**Saved entries**
========

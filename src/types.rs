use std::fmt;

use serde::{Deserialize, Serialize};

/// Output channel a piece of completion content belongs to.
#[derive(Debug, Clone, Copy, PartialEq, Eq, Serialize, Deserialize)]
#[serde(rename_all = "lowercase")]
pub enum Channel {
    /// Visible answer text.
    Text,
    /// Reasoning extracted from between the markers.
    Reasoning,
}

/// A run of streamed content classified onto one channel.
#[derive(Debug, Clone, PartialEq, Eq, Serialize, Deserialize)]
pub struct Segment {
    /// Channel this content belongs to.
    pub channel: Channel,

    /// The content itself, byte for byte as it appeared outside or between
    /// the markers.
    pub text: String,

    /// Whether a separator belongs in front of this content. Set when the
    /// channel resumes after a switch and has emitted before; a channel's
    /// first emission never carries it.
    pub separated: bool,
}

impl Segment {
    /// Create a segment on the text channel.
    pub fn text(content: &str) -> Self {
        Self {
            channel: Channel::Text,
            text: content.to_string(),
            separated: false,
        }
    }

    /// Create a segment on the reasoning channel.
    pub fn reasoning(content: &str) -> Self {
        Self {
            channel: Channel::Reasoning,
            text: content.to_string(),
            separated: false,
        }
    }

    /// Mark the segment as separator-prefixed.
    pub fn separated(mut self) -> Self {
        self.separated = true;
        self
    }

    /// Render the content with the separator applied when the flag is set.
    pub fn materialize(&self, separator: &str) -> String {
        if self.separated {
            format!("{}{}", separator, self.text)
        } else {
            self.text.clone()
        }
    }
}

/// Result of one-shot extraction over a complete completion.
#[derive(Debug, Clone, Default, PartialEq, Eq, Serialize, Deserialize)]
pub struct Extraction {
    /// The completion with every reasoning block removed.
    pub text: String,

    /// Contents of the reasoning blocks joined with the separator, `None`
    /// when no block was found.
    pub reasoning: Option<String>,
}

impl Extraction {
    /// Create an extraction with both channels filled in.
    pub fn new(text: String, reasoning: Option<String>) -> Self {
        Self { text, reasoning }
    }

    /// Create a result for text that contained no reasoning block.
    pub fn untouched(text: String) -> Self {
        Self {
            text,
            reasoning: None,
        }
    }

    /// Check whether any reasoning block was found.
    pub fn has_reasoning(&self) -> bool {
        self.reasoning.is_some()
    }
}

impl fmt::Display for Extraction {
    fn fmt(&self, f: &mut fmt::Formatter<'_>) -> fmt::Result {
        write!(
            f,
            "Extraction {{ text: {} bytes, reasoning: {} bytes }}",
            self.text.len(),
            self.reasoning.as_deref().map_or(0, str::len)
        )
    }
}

========

**Exercise brief**
Your reply must be a faithful copy of each entry above.

**Answer**
filename src/types.rs
use std::fmt;

use serde::{Deserialize, Serialize};

/// Output channel a piece of completion content belongs to.
#[derive(Debug, Clone, Copy, PartialEq, Eq, Serialize, Deserialize)]
#[serde(rename_all = "lowercase")]
pub enum Channel {
    /// Visible answer text.
    Text,
    /// Reasoning extracted from between the markers.
    Reasoning,
}

/// A run of streamed content classified onto one channel.
#[derive(Debug, Clone, PartialEq, Eq, Serialize, Deserialize)]
pub struct Segment {
    /// Channel this content belongs to.
    pub channel: Channel,

    /// The content itself, byte for byte as it appeared outside or between
    /// the markers.
    pub text: String,

    /// Whether a separator belongs in front of this content. Set when the
    /// channel resumes after a switch and has emitted before; a channel's
    /// first emission never carries it.
    pub separated: bool,
}

impl Segment {
    /// Create a segment on the text channel.
    pub fn text(content: &str) -> Self {
        Self {
            channel: Channel::Text,
            text: content.to_string(),
            separated: false,
        }
    }

    /// Create a segment on the reasoning channel.
    pub fn reasoning(content: &str) -> Self {
        Self {
            channel: Channel::Reasoning,
            text: content.to_string(),
            separated: false,
        }
    }

    /// Mark the segment as separator-prefixed.
    pub fn separated(mut self) -> Self {
        self.separated = true;
        self
    }

    /// Render the content with the separator applied when the flag is set.
    pub fn materialize(&self, separator: &str) -> String {
        if self.separated {
            format!("{}{}", separator, self.text)
        } else {
            self.text.clone()
        }
    }
}

/// Result of one-shot extraction over a complete completion.
#[derive(Debug, Clone, Default, PartialEq, Eq, Serialize, Deserialize)]
pub struct Extraction {
    /// The completion with every reasoning block removed.
    pub text: String,

    /// Contents of the reasoning blocks joined with the separator, `None`
    /// when no block was found.
    pub reasoning: Option<String>,
}

impl Extraction {
    /// Create an extraction with both channels filled in.
    pub fn new(text: String, reasoning: Option<String>) -> Self {
        Self { text, reasoning }
    }

    /// Create a result for text that contained no reasoning block.
    pub fn untouched(text: String) -> Self {
        Self {
            text,
            reasoning: None,
        }
    }

    /// Check whether any reasoning block was found.
    pub fn has_reasoning(&self) -> bool {
        self.reasoning.is_some()
    }
}

impl fmt::Display for Extraction {
    fn fmt(&self, f: &mut fmt::Formatter<'_>) -> fmt::Result {
        write!(
            f,
            "Extraction {{ text: {} bytes, reasoning: {} bytes }}",
            self.text.len(),
            self.reasoning.as_deref().map_or(0, str::len)
        )
    }
}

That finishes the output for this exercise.